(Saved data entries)
_____

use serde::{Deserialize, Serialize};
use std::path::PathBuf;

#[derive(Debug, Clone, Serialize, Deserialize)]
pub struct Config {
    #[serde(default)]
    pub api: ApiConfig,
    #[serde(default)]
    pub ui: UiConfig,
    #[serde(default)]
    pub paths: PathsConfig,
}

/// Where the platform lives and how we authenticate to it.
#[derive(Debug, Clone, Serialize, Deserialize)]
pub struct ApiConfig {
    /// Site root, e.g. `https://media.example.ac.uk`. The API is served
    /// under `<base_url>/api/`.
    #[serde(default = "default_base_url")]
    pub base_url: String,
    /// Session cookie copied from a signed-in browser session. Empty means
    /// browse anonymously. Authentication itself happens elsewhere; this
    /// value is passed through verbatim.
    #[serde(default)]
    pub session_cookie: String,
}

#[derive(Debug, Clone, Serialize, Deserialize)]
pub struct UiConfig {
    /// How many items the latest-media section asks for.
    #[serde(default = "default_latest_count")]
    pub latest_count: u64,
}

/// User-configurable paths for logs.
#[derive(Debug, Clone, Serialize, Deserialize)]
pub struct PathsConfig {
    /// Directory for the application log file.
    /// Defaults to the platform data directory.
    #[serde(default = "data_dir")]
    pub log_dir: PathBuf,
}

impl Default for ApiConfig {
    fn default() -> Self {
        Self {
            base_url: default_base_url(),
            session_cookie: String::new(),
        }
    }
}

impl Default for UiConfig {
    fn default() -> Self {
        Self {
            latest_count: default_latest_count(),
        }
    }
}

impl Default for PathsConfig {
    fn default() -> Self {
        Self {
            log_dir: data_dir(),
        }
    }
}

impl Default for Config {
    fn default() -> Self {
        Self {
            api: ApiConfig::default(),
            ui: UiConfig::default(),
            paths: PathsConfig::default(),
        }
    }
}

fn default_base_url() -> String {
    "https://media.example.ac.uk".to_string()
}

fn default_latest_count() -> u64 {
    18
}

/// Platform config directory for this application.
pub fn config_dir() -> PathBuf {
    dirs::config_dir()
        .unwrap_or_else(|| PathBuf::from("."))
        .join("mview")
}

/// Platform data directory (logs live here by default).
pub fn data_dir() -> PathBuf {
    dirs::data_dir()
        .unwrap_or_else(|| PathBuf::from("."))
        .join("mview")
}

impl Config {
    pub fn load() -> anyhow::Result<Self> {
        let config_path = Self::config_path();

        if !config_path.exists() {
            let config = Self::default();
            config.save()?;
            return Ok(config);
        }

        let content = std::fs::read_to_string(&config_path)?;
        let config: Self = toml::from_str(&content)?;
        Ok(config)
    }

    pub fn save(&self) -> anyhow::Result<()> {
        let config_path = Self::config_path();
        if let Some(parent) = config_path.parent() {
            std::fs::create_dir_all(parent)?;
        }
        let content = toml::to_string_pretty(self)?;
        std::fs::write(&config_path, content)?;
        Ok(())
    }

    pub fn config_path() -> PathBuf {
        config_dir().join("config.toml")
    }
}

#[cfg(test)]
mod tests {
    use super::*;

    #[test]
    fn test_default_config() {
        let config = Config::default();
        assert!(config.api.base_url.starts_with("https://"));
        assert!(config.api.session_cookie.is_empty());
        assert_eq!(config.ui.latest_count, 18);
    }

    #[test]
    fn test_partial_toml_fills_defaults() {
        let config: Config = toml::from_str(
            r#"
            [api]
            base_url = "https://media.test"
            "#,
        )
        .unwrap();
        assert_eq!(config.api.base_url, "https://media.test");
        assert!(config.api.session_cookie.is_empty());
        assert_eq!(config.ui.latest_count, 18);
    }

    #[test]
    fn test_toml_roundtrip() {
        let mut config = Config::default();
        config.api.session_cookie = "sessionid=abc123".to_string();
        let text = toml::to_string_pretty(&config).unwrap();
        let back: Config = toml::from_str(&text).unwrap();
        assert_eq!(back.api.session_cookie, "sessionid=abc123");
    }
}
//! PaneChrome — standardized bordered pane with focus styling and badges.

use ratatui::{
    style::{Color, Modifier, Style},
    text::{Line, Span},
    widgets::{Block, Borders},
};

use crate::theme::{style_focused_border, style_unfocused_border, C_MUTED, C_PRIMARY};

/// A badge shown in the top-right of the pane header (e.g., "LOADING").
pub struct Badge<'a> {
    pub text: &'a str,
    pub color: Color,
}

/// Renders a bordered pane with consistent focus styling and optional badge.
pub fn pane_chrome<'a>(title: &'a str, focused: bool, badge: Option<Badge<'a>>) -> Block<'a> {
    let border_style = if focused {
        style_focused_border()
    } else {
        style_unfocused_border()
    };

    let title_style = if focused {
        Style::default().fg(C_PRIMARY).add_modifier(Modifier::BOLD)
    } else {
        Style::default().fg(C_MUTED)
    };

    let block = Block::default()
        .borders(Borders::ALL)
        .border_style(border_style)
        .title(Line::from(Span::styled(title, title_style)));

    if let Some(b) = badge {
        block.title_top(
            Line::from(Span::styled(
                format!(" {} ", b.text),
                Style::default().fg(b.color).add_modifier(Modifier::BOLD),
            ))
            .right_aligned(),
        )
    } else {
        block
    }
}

_____

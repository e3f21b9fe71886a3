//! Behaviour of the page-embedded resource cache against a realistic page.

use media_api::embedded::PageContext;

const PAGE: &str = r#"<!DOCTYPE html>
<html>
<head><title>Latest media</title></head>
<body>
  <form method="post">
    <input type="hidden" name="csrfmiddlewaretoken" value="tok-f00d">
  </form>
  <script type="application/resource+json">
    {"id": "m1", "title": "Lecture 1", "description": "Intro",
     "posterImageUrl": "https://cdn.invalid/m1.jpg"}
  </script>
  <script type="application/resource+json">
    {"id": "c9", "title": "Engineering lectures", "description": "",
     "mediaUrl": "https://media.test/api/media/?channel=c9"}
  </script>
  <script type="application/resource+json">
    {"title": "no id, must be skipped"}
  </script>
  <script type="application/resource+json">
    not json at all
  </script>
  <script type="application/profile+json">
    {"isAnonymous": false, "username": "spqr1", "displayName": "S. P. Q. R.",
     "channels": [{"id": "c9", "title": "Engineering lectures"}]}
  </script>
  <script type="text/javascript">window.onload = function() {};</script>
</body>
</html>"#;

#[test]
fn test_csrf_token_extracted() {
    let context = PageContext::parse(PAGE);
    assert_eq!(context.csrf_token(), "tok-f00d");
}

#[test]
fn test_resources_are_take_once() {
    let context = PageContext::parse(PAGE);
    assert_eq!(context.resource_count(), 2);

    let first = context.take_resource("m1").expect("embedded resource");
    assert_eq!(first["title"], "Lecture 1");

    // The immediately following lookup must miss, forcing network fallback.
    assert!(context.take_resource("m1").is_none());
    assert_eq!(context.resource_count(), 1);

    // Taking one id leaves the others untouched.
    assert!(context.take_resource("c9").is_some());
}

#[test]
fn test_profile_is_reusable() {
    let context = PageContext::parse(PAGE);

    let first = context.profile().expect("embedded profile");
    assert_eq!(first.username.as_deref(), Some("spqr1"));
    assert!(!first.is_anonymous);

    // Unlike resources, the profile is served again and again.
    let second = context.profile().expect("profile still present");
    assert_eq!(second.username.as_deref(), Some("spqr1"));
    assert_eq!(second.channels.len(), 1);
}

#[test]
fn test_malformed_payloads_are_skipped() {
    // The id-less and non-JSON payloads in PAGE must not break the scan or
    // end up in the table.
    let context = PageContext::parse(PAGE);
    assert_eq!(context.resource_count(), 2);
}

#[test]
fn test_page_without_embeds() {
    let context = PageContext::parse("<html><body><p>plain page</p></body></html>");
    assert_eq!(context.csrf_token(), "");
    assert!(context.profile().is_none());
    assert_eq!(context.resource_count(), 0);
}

_____

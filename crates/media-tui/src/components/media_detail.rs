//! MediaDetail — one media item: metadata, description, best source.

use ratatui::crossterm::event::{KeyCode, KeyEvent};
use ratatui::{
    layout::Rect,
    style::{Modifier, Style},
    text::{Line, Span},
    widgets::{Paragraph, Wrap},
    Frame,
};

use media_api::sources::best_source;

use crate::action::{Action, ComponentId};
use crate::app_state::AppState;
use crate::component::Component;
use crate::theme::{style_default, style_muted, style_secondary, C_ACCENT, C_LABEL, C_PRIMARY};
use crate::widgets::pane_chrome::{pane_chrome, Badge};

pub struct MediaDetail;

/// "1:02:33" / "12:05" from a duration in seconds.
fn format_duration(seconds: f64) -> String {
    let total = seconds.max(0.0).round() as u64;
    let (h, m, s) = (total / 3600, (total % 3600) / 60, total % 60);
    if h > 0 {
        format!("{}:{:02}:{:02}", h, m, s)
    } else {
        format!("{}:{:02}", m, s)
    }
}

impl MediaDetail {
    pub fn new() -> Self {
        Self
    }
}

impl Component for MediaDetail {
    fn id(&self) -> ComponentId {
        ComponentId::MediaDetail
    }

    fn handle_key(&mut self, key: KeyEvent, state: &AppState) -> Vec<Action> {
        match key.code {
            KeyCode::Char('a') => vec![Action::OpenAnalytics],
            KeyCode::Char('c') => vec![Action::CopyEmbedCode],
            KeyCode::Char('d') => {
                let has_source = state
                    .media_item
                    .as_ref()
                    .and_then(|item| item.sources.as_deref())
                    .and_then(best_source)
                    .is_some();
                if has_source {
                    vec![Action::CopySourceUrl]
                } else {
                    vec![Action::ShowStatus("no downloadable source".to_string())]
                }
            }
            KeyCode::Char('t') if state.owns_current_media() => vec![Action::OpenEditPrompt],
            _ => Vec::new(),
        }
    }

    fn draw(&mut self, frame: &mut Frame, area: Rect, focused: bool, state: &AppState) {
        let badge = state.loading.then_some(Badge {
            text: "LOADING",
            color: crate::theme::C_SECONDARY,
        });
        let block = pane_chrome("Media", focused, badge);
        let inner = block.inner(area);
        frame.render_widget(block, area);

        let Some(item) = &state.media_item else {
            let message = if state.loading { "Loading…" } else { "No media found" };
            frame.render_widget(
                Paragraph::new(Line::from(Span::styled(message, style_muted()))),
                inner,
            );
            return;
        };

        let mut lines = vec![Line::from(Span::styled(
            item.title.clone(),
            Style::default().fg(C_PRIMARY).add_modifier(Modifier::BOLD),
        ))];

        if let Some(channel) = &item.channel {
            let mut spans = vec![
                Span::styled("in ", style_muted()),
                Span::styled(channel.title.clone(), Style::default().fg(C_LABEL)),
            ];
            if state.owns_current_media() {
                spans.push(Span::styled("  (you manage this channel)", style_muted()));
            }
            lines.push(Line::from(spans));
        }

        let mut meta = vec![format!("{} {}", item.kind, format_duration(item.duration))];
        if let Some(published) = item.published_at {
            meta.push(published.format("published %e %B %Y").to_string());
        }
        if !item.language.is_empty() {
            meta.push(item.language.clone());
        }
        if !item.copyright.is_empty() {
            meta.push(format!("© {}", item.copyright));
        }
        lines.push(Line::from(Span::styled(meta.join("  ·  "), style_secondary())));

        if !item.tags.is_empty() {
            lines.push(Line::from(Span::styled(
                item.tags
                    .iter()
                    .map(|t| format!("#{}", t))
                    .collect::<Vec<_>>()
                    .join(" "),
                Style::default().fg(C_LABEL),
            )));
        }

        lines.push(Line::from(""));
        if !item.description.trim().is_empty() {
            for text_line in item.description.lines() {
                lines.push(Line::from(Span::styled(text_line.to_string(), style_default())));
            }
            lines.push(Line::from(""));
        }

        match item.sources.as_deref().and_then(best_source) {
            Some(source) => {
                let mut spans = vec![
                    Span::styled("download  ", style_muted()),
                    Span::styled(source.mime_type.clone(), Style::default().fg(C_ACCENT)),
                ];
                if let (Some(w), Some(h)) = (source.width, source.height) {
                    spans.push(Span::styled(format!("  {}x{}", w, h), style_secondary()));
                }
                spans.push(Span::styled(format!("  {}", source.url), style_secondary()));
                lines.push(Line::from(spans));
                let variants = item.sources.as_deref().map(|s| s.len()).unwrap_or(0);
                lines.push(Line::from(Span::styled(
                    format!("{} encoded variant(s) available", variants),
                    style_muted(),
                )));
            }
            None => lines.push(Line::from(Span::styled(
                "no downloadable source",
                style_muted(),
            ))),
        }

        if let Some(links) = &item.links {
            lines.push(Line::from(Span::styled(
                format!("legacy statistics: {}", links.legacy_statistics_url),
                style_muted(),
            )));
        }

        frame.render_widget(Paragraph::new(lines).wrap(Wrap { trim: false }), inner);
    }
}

_____

## About this task
When a line above contains the string "embedded", copy that line.

## Written reply
//! Behaviour of the page-embedded resource cache against a realistic page.
use media_api::embedded::PageContext;
    let first = context.take_resource("m1").expect("embedded resource");
    let first = context.profile().expect("embedded profile");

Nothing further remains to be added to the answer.